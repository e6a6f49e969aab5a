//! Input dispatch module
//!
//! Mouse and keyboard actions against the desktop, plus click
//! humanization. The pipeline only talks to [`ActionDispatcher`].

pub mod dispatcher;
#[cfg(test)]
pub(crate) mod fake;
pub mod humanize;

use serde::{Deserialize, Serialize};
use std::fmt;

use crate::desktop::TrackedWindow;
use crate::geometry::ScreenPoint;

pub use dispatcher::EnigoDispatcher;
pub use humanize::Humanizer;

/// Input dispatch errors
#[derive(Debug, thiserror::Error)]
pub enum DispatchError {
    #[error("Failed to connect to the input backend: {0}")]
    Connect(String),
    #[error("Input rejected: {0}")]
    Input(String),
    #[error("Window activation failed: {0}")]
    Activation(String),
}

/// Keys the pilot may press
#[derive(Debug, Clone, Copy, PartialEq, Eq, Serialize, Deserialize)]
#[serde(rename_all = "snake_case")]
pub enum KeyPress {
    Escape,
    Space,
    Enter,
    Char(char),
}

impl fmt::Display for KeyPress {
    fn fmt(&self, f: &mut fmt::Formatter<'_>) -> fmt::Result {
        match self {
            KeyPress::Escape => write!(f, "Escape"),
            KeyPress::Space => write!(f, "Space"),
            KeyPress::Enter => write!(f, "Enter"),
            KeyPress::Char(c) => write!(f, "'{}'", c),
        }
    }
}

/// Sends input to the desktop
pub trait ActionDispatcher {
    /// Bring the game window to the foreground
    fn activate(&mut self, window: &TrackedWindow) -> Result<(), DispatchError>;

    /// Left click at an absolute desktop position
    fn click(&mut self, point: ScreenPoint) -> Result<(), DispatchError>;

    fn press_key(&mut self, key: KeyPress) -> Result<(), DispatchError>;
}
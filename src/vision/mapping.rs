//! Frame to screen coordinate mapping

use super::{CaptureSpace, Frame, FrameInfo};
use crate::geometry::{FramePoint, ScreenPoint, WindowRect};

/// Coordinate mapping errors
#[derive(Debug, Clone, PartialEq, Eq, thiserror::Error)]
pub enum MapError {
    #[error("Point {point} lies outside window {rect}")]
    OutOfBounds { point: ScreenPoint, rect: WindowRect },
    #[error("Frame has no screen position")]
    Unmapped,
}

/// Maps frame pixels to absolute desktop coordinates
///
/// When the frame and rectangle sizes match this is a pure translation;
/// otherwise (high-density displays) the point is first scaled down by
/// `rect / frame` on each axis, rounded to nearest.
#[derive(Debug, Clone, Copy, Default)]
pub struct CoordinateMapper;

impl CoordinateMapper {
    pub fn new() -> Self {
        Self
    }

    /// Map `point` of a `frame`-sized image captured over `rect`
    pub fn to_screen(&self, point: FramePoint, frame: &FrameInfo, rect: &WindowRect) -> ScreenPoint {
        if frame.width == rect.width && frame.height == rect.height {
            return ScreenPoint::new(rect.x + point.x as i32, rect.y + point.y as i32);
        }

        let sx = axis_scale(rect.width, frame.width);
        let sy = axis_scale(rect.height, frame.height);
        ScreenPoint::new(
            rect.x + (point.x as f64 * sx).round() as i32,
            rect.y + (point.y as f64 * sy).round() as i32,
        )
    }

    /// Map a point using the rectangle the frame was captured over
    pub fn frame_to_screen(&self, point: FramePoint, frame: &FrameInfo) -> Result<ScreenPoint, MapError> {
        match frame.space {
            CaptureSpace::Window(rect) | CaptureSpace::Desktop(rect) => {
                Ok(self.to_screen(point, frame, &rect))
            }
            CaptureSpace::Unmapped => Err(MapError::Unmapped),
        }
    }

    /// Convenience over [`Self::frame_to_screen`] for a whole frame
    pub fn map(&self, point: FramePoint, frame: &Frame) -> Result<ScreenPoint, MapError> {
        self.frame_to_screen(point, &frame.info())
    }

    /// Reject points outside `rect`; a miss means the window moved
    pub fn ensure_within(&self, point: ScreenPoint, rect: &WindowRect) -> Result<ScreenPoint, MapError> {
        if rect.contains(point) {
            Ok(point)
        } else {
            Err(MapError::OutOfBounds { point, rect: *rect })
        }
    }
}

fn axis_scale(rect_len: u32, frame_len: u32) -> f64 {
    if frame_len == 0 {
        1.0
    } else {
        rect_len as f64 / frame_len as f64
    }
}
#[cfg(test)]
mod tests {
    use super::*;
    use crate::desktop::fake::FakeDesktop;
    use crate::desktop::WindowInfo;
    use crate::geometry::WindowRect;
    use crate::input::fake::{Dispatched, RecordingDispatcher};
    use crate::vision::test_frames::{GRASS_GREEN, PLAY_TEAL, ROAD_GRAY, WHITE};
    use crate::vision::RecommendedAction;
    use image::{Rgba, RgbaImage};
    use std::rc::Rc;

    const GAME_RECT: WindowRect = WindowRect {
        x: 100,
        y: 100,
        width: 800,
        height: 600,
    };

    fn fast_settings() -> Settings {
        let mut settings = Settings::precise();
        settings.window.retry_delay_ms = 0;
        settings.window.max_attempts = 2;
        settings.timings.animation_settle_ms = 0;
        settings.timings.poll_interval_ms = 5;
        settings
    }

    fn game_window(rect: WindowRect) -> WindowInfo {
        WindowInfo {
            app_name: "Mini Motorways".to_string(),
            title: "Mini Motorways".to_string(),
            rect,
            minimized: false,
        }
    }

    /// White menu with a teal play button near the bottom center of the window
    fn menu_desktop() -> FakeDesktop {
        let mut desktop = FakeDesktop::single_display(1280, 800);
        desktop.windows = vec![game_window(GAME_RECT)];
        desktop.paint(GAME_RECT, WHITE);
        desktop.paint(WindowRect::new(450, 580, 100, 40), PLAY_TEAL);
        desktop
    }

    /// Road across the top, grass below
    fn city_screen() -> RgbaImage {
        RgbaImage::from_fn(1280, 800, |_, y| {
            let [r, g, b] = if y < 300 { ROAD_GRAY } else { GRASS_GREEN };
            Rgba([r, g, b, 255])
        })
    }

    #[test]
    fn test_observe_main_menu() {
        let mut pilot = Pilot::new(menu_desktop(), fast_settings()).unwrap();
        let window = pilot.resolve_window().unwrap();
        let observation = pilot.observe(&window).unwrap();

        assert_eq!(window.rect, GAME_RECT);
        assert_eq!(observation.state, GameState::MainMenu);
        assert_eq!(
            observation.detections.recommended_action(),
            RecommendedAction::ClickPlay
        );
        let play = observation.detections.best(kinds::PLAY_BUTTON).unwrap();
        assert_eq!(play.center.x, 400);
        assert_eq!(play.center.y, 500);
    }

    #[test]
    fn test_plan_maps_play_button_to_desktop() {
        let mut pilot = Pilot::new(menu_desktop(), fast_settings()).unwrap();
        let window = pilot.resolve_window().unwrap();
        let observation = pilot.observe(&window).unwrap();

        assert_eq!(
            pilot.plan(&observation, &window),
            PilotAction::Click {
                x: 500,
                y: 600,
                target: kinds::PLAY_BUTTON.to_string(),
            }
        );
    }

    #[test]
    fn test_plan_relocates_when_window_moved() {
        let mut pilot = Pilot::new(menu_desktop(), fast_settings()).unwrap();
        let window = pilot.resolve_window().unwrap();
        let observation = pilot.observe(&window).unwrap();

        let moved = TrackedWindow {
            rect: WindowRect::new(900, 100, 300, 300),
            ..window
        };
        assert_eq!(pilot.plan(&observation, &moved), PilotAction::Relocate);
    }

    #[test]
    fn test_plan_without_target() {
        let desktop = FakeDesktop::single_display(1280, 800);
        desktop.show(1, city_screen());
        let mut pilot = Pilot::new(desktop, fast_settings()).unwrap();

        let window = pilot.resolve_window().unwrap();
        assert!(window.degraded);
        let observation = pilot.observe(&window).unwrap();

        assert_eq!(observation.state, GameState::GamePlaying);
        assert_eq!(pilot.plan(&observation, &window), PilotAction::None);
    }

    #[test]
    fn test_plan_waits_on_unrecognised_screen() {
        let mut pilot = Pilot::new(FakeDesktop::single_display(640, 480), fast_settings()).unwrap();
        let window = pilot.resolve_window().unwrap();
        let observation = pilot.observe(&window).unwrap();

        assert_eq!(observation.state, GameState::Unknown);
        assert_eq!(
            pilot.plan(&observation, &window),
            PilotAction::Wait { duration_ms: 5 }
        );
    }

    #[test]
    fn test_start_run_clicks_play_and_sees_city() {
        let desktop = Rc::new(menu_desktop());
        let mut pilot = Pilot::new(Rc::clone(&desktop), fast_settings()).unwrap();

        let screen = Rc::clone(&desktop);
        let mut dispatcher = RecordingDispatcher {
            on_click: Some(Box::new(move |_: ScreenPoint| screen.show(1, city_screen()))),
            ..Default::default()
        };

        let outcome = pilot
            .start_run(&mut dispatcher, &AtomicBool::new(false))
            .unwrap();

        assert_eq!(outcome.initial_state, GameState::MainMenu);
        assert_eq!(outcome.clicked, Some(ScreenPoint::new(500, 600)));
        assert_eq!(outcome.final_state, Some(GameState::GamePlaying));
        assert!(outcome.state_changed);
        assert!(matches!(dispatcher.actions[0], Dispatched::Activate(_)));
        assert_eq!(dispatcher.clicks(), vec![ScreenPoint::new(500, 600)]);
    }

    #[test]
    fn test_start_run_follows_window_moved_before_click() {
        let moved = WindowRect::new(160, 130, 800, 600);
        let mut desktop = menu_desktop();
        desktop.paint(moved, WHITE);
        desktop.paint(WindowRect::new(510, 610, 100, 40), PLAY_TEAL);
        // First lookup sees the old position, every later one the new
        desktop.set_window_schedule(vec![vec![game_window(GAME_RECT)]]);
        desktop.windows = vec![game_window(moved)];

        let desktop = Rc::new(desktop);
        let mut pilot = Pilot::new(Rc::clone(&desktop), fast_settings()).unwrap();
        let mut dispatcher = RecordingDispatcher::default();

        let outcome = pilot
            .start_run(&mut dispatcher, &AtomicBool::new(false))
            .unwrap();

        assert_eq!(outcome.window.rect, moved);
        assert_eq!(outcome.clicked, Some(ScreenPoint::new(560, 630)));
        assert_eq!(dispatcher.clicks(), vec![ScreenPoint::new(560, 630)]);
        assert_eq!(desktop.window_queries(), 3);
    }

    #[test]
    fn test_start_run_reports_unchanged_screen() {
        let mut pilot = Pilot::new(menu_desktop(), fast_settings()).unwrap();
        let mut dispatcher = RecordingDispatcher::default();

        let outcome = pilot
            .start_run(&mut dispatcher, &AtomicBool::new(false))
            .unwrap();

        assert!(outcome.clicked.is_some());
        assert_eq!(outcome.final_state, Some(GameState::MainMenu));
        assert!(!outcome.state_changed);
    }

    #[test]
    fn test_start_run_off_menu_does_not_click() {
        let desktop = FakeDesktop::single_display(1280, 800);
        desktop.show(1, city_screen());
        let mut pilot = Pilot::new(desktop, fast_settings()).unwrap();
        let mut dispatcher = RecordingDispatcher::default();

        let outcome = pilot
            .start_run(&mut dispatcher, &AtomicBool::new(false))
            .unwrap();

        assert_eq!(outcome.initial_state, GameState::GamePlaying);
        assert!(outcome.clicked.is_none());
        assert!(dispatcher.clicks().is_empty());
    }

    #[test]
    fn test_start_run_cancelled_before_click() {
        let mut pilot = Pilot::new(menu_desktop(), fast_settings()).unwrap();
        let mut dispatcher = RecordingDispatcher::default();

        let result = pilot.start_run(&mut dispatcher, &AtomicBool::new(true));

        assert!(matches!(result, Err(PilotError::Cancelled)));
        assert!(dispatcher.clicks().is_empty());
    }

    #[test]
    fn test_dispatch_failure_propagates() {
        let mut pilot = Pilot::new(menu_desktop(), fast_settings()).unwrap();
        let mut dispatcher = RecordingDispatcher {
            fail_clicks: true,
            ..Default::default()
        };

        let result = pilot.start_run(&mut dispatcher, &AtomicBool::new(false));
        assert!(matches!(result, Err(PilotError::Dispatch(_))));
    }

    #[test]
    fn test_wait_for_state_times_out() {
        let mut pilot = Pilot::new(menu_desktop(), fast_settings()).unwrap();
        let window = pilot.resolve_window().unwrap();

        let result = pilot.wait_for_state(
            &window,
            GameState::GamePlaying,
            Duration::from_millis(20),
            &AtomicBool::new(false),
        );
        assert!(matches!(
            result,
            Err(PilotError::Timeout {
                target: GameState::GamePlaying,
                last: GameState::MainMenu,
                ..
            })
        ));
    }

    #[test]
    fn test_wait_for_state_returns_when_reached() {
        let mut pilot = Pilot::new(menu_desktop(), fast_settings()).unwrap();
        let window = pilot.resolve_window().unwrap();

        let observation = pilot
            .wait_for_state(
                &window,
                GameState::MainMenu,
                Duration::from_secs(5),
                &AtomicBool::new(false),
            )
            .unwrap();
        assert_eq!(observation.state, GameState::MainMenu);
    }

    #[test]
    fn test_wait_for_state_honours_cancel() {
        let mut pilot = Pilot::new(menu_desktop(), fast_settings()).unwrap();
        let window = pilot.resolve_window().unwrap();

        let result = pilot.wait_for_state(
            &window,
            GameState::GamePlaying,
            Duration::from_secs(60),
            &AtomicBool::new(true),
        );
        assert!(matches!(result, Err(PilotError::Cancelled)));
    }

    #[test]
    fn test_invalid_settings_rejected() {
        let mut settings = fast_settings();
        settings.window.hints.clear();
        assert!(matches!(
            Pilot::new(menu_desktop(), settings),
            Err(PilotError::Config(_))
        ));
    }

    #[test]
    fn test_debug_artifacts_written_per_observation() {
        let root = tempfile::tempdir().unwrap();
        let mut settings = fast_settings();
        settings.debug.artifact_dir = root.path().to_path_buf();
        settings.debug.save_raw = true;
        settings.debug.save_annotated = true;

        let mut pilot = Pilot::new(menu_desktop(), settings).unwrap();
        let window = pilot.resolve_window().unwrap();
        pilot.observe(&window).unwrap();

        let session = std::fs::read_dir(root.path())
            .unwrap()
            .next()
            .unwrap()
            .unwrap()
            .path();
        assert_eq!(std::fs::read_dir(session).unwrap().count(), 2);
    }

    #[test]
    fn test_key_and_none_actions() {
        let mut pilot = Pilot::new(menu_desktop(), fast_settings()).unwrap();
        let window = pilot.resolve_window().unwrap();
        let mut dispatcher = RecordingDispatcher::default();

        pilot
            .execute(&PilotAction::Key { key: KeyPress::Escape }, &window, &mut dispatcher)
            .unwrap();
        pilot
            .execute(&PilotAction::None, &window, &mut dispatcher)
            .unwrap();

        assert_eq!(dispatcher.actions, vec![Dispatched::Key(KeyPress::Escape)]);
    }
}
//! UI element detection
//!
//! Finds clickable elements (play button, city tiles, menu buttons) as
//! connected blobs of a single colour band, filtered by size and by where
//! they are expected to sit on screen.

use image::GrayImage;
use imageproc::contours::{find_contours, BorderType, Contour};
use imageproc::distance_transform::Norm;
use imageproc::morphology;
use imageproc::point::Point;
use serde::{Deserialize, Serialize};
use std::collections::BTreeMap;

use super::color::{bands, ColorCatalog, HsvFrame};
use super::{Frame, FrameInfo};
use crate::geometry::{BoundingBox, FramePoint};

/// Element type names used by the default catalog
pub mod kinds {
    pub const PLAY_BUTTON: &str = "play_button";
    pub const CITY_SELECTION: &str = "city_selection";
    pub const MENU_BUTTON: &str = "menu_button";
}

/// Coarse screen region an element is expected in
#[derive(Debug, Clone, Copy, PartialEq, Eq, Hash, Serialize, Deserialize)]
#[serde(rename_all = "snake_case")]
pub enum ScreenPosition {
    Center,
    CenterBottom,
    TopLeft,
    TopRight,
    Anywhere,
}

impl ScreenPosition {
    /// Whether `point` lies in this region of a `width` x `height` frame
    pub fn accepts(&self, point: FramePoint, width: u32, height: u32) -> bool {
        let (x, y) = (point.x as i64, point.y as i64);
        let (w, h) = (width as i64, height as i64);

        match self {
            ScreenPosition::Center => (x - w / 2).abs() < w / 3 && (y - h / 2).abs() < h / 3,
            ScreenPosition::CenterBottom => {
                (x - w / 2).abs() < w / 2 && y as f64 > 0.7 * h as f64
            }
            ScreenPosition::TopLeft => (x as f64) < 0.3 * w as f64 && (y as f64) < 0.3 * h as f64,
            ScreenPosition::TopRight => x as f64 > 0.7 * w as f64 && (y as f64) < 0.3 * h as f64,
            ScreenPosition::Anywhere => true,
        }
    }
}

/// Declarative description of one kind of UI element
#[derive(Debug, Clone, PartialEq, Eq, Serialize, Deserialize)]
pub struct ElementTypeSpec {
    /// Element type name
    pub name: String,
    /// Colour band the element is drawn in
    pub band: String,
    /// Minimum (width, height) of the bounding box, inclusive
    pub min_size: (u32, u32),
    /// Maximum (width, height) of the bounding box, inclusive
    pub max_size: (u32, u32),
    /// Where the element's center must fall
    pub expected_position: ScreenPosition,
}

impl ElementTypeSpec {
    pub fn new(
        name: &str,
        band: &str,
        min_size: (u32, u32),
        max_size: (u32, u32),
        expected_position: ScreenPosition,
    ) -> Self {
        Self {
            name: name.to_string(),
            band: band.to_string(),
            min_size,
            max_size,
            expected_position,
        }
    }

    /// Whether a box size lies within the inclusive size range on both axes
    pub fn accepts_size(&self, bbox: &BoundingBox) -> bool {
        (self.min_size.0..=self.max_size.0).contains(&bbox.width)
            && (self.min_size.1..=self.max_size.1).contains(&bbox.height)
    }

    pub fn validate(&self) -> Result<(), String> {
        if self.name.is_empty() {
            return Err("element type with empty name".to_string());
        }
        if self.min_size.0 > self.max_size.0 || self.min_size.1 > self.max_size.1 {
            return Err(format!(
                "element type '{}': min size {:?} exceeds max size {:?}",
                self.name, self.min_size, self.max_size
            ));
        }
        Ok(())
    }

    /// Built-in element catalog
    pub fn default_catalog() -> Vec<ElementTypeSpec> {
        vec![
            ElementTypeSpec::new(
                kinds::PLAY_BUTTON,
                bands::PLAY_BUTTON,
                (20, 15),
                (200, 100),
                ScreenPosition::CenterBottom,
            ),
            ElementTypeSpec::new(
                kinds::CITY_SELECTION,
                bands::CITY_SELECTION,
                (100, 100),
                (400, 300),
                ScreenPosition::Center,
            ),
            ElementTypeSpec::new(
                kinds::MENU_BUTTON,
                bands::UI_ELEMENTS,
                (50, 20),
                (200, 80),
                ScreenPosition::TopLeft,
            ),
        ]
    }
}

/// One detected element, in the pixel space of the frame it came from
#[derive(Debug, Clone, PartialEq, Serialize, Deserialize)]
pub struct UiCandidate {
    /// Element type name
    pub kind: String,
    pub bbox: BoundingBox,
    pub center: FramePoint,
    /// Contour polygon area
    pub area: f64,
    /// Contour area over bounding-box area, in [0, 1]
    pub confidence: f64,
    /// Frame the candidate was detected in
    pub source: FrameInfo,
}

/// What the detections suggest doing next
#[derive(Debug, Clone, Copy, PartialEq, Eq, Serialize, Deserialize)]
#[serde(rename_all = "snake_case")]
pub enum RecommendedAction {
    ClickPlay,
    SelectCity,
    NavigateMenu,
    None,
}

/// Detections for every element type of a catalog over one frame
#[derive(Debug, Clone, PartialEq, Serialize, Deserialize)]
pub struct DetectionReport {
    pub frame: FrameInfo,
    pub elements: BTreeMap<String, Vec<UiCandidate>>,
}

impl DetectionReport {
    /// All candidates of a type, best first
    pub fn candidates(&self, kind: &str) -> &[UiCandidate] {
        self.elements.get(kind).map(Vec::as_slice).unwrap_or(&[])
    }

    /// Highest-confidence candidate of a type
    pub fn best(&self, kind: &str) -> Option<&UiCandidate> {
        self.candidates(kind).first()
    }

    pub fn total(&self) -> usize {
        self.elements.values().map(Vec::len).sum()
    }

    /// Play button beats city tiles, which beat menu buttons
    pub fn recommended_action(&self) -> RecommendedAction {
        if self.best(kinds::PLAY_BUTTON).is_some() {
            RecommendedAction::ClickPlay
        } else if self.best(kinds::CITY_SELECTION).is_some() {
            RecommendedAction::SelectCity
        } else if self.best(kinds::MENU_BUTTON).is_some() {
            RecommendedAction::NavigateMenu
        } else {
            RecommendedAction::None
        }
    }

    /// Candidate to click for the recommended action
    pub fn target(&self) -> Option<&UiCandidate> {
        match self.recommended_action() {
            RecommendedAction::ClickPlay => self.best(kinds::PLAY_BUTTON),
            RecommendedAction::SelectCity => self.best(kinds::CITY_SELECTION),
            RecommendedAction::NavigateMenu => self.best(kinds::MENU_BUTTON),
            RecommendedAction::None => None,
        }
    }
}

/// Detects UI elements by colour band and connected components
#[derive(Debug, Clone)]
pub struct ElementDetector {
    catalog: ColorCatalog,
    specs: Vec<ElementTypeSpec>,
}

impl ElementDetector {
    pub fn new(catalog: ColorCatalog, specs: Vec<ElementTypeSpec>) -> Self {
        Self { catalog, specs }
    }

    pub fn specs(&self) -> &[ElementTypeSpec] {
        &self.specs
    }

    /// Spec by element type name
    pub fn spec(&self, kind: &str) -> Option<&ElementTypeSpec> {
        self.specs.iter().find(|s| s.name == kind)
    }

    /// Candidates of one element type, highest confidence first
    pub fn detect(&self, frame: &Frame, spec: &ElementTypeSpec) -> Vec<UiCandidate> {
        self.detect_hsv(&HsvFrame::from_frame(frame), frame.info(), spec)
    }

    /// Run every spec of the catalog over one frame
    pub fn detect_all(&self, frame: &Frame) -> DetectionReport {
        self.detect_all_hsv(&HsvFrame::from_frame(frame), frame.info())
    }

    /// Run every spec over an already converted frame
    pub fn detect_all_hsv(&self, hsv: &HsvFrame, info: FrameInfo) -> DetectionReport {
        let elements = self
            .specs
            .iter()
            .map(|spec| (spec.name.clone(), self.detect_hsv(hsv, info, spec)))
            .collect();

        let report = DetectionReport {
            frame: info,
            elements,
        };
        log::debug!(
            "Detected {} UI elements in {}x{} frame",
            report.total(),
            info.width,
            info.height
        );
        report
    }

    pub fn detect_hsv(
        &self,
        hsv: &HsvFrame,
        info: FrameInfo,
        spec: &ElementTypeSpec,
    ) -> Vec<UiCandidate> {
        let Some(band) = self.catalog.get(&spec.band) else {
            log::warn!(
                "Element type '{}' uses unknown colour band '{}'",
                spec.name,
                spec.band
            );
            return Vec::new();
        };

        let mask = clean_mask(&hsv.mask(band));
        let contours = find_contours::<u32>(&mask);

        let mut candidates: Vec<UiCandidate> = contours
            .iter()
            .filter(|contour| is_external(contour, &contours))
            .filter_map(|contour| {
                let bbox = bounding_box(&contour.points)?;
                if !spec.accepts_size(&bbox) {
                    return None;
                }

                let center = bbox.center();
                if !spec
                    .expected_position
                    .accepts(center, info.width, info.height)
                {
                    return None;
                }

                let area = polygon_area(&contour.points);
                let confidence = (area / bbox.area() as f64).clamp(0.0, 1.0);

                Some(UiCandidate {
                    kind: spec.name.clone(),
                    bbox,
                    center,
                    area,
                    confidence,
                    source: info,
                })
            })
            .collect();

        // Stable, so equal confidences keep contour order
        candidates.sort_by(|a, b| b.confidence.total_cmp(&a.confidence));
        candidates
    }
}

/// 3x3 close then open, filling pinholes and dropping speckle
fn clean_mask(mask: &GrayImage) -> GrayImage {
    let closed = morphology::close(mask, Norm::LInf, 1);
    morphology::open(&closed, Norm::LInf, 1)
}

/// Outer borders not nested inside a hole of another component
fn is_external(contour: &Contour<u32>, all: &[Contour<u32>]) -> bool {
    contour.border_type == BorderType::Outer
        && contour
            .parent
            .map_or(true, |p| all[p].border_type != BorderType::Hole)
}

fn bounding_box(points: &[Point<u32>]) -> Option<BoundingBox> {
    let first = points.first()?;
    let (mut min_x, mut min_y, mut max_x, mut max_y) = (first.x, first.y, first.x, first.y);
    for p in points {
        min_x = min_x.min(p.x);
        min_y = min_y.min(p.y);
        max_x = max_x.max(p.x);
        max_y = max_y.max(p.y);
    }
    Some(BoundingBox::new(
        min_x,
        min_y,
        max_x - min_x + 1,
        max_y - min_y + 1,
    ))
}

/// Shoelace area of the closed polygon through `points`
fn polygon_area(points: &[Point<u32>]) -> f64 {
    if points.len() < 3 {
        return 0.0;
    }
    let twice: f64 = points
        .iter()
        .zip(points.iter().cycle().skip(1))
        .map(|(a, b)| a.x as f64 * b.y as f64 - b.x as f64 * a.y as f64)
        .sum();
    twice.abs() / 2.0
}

= Task brief =
Print the lines above, unchanged, from the start of the records to the line with "pub enum DispatchError", including that final line.

= Solution to this problem =
repository e6a6f49e969aab5a
//! Input dispatch module
//!
//! Mouse and keyboard actions against the desktop, plus click
//! humanization. The pipeline only talks to [`ActionDispatcher`].

pub mod dispatcher;
#[cfg(test)]
pub(crate) mod fake;
pub mod humanize;

use serde::{Deserialize, Serialize};
use std::fmt;

use crate::desktop::TrackedWindow;
use crate::geometry::ScreenPoint;

pub use dispatcher::EnigoDispatcher;
pub use humanize::Humanizer;

/// Input dispatch errors
#[derive(Debug, thiserror::Error)]
pub enum DispatchError {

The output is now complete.